Di samping itu, sastra cyber dianggap sebagai metamorfosa tingkat lanjut dari sastra lisan (Situmorang, 2004:60). Kalau dulu, orang menulis syair, pantun, balada tanpa melalui seorang editor atau redaktur maka jaman itu telah kembali lagi dengan tampilan versi digital yang lebih bagus. Kini, semua orang bisa menjadi penulis puisi, novel, drama, tanpa takut ditolak editor atau redaktur. Kalau dulu orang menulis epos atau puisi di daun lontar atau kertas, kini orang menulis puisi di dunia maya atau versi digital. Inilah yang dimaksud dengan mengikuti perkembangan jaman, yaitu menggunakan media yang memang sedang dipakai saat itu juga. Tindakan ini tentu tidak salah.
Bagi para penulis sastra cyber tidak usah mencemaskan, apakah karyanya akan dianggap karya sastra atau bukan karena yang menjadikan karya disebut karya sastra adalah pembaca. Lalu, siapa yang membuat seorang penulis menjadi sastrawan? Jawabannya adalah pembaca. Selama karya seorang penulis masih dinikmati,dibaca, didiskusikan dari waktu ke waktu maka karya itu telah menjadi karya sastra dan penulisnya menjadi sastrawan (Situmorang, 2004:63-64).
Sebenarnya, lolosnya sebuah karya dari tangan editor tidak menjamin bahwa sebuah karya memang berkualitas dan sukses. Dan sebaliknya, tidak lolosnya sebuah karya bukan berarti karya itu tidak berkualitas (Situmorang, 2004:62).
Contoh penulis yang sudah memulai langkah sebelum Indonesia ribut tentang sastra cyber adalah Stephen King yang biasanya menulis novel dalam ratusan halaman menerbitkan Riding the Bullet yang hanya dalam 67 halaman (cyber), dengan file 0,3 Mb, yang dijual seharga $ 2.50.
Satu web yang sudah menerima pandangan tentang masa depan sastra cyber akan begitu cemerlang ke depan adalah nulisbuku.com dan Fiksiana, Kompasiana. Kedua web inilah yang terasa begitu konsisten untuk terus-menerus melayani para penulis pemula sastra cyber.

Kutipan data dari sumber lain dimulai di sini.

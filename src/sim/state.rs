//! Match state and the read-only snapshot handed to the presentation layer
//!
//! `GameState` owns every shared collection: bricks, balls, lives and score.
//! Effects and entities reach it only through the requests the tick applies.

use glam::Vec2;
use rand::SeedableRng;
use serde::{Deserialize, Serialize};

use super::SimRng;
use super::ball::Ball;
use super::brick::Brick;
use super::effects::EffectKind;
use super::paddle::Paddle;
use crate::StageError;
use crate::loadout::LoadoutProvider;
use crate::tuning::{PaddleConfig, StageConfig};

/// Current phase of the match
#[derive(Debug, Clone, Copy, PartialEq, Serialize, Deserialize)]
pub enum MatchPhase {
    /// Active gameplay (balls may still be attached to the paddle)
    Playing,
    /// All balls lost, waiting `remaining` seconds before the level resets
    LifeLostPending { remaining: f32 },
    /// Run ended
    GameOver,
    /// Every breakable brick is down; becomes `Victory` on the next tick
    Cleared,
    Victory,
}

impl MatchPhase {
    /// No further simulation happens in a terminal phase
    pub fn is_terminal(&self) -> bool {
        matches!(self, MatchPhase::GameOver | MatchPhase::Victory)
    }
}

/// Discrete notifications queued during a tick and dispatched at its end
#[derive(Debug, Clone, Copy, PartialEq, Serialize, Deserialize)]
pub enum GameEvent {
    BrickHit { id: u32, destroyed: bool },
    LifeLost { lives: u32 },
    GameOver { score: u64 },
    Victory { score: u64 },
    EffectTriggered(EffectKind),
}

/// Complete match state (deterministic for a given seed and input sequence)
#[derive(Debug, Clone)]
pub struct GameState {
    /// Run seed for reproducibility
    pub seed: u64,
    pub rng: SimRng,
    /// Validated stage this match was built from
    pub config: StageConfig,
    pub level: u32,
    pub lives: u32,
    /// Never decreases within an attempt
    pub score: u64,
    /// Simulation tick counter
    pub time_ticks: u64,
    pub phase: MatchPhase,
    pub paused: bool,
    /// Balls currently alive and registered with the controller
    pub balls_in_play: u32,
    pub paddle: Paddle,
    /// Active balls (sorted by id for determinism)
    pub balls: Vec<Ball>,
    /// Bricks in stage order (ids ascending)
    pub bricks: Vec<Brick>,
    /// Notifications waiting for dispatch
    pub events: Vec<GameEvent>,
    /// Next entity ID
    next_id: u32,
}

impl GameState {
    /// Validate `config` and set up the first attempt with a ball on the paddle
    pub fn new(
        config: StageConfig,
        seed: u64,
        loadout: &dyn LoadoutProvider,
    ) -> Result<Self, StageError> {
        config.validate()?;

        let mut state = Self {
            seed,
            rng: SimRng::seed_from_u64(seed),
            level: config.rules.level,
            lives: config.rules.starting_lives,
            score: 0,
            time_ticks: 0,
            phase: MatchPhase::Playing,
            paused: false,
            balls_in_play: 0,
            paddle: paddle_from_config(&config.paddle),
            balls: Vec::new(),
            bricks: Vec::with_capacity(config.bricks.len()),
            events: Vec::new(),
            next_id: 1,
            config,
        };

        for index in 0..state.config.bricks.len() {
            let id = state.next_entity_id();
            let placed = &state.config.bricks[index];
            state.bricks.push(Brick::new(
                id,
                Vec2::new(placed.x, placed.y),
                Vec2::new(placed.width, placed.height),
                placed.states,
                placed.points,
                placed.unbreakable,
            ));
        }

        state.spawn_ball(loadout);
        log::info!(
            "Stage loaded: level {}, {} bricks, {} lives, seed {}",
            state.level,
            state.bricks.len(),
            state.lives,
            seed
        );
        Ok(state)
    }

    /// Allocate a new entity ID
    pub fn next_entity_id(&mut self) -> u32 {
        let id = self.next_id;
        self.next_id += 1;
        id
    }

    /// Ensure balls and bricks are sorted by ID for deterministic iteration
    pub fn normalize_order(&mut self) {
        self.balls.sort_by_key(|b| b.id);
        self.bricks.sort_by_key(|b| b.id);
    }

    pub fn brick(&self, id: u32) -> Option<&Brick> {
        self.bricks.iter().find(|b| b.id == id)
    }

    /// Read-only view for rendering
    pub fn snapshot(&self) -> Snapshot {
        Snapshot {
            tick: self.time_ticks,
            score: self.score,
            lives: self.lives,
            level: self.level,
            phase: self.phase,
            paddle_x: self.paddle.pos.x,
            balls: self
                .balls
                .iter()
                .map(|b| BallView {
                    id: b.id,
                    pos: b.pos,
                    vel: b.vel,
                    radius: b.collision_radius(),
                    attached: b.attached_to_paddle,
                    trail_color: b.trail_color,
                })
                .collect(),
            bricks: self
                .bricks
                .iter()
                .map(|b| BrickView {
                    id: b.id,
                    pos: b.pos,
                    size: b.size,
                    health: b.health,
                    damage_tier: b.damage_tier(),
                    active: b.active,
                    unbreakable: b.unbreakable,
                })
                .collect(),
        }
    }
}

fn paddle_from_config(config: &PaddleConfig) -> Paddle {
    Paddle {
        pos: Vec2::new(0.0, config.y),
        vel_x: 0.0,
        speed: config.speed,
        width: config.width,
        height: config.height,
        max_bounce_angle: config.max_bounce_angle,
    }
}

#[derive(Debug, Clone, PartialEq, Serialize, Deserialize)]
pub struct BallView {
    pub id: u32,
    pub pos: Vec2,
    pub vel: Vec2,
    pub radius: f32,
    pub attached: bool,
    pub trail_color: Option<[f32; 4]>,
}

#[derive(Debug, Clone, PartialEq, Serialize, Deserialize)]
pub struct BrickView {
    pub id: u32,
    pub pos: Vec2,
    pub size: Vec2,
    pub health: u32,
    pub damage_tier: u32,
    pub active: bool,
    pub unbreakable: bool,
}

/// Everything the presentation layer needs to draw one frame
#[derive(Debug, Clone, PartialEq, Serialize, Deserialize)]
pub struct Snapshot {
    pub tick: u64,
    pub score: u64,
    pub lives: u32,
    pub level: u32,
    pub phase: MatchPhase,
    pub paddle_x: f32,
    pub balls: Vec<BallView>,
    pub bricks: Vec<BrickView>,
}
//! Sigil Breaker - gameplay core for a ball and paddle arcade game
//!
//! Core modules:
//! - `sim`: Deterministic simulation (physics, collisions, effects, match state)
//! - `tuning`: Data-driven stage configuration
//! - `loadout`: Equipped sigil supplied to every spawned ball
//! - `hooks`: Presentation and scene-flow collaborator traits

pub mod error;
pub mod hooks;
pub mod loadout;
pub mod sim;
pub mod tuning;

pub use error::StageError;
pub use hooks::{FlowController, NullHooks, Presentation};
pub use loadout::{Loadout, LoadoutProvider, NoLoadout, Sigil};
pub use tuning::StageConfig;

use glam::Vec2;

/// Game configuration constants
pub mod consts {
    /// Fixed simulation timestep (120 Hz for smooth physics)
    pub const SIM_DT: f32 = 1.0 / 120.0;
    /// Maximum substeps per frame to prevent spiral of death
    pub const MAX_SUBSTEPS: u32 = 8;

    /// Play field dimensions (world units, origin at field center)
    pub const FIELD_HALF_WIDTH: f32 = 8.0;
    pub const FIELD_TOP: f32 = 5.0;
    pub const KILLZONE_Y: f32 = -5.0;

    /// Paddle defaults
    pub const PADDLE_Y: f32 = -4.0;
    pub const PADDLE_WIDTH: f32 = 2.0;
    pub const PADDLE_HEIGHT: f32 = 0.3;
    pub const PADDLE_SPEED: f32 = 30.0;
    pub const PADDLE_MAX_BOUNCE_DEG: f32 = 75.0;

    /// Ball defaults
    pub const BALL_RADIUS: f32 = 0.2;
    pub const BALL_SPEED: f32 = 10.0;
    pub const BALL_MAX_SPEED: f32 = 15.0;
    pub const BALL_DAMAGE: f32 = 1.0;
    /// Vertical distance from paddle center to an attached ball
    pub const BALL_PADDLE_OFFSET: f32 = 0.5;
    /// Below this speed a launched ball is considered stalled
    pub const BALL_STALL_EPSILON: f32 = 0.01;

    /// Magnet pull rate toward the paddle x (per second)
    pub const MAGNET_RATE: f32 = 2.5;
    /// Homing steer rate toward the nearest brick (per second)
    pub const HOMING_RATE: f32 = 2.0;

    /// Match defaults
    pub const STARTING_LIVES: u32 = 3;
    /// Seconds between losing a life and the level reset
    pub const LIFE_LOST_DELAY: f32 = 1.5;
}

/// Rotate a vector counter-clockwise by `degrees`
#[inline]
pub fn rotate_degrees(v: Vec2, degrees: f32) -> Vec2 {
    Vec2::from_angle(degrees.to_radians()).rotate(v)
}

/// Rescale `vel` down to `max_speed` when it is faster. Slower velocities are untouched.
///
/// The comparison allows float rounding so clamping a clamped vector is a no-op.
#[inline]
pub fn clamp_speed(vel: Vec2, max_speed: f32) -> Vec2 {
    const ROUNDING: f32 = 1e-5;
    if vel.length() > max_speed * (1.0 + ROUNDING) {
        vel.normalize_or_zero() * max_speed
    } else {
        vel
    }
}

/// Linear interpolation with `t` clamped to [0, 1]
#[inline]
pub fn lerp(a: f32, b: f32, t: f32) -> f32 {
    a + (b - a) * t.clamp(0.0, 1.0)
}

Di web kepenulisan nulisbuku.com ini, setiap penulis akan difasilitasi dengan berbagai layanan, misal pembuatan cover gratis, layout naskah gratis. Pembagian royaltinya pun dilakukan secara transparan. Di web inilah kita akan menemukan ratusan penulis sastra cyber dari Indonesia, baik itu kumpulan puisi, novel, cerita pendek, maupun drama.
Sedangkan, di Fiksiana, Kompasiana, setiap penulis akan diberikan forum Puisi, Cerita Mini, Cerita Pendek, Drama, dan Dongeng. Penulis dengan mudah akan menemukan forum yang tepat sesuai dengan minatnya.
Untuk penutup, kelebihan sastra cyber adalah ruang apresiasi yang online. Kita bisa saling langsung berargumen, berdiskusi, adu pendapat dengan para komentator karya kita. Lain dengan polemik atau bila ingin berkomentar di koran atau majalah, membutuhkan waktu yang lama karena biasanya kolom sastra hadir mingguan, bahkan bulanan atau triwulanan untuk majalah. Kita akan jenuh untuk menunggu balasan itu, bahkan bisa jadi terkesan basi saat dibaca ketika itu. Kecepatan tertinggi adalah tipikal khas jaman modern. Siapa yang tidak cepat, akan tertinggal.
***
Sumber:
Sitomurang, Saut. 2004. CyberGrafiti: PolemikSastraCybe.Yogyakarta: Jendela.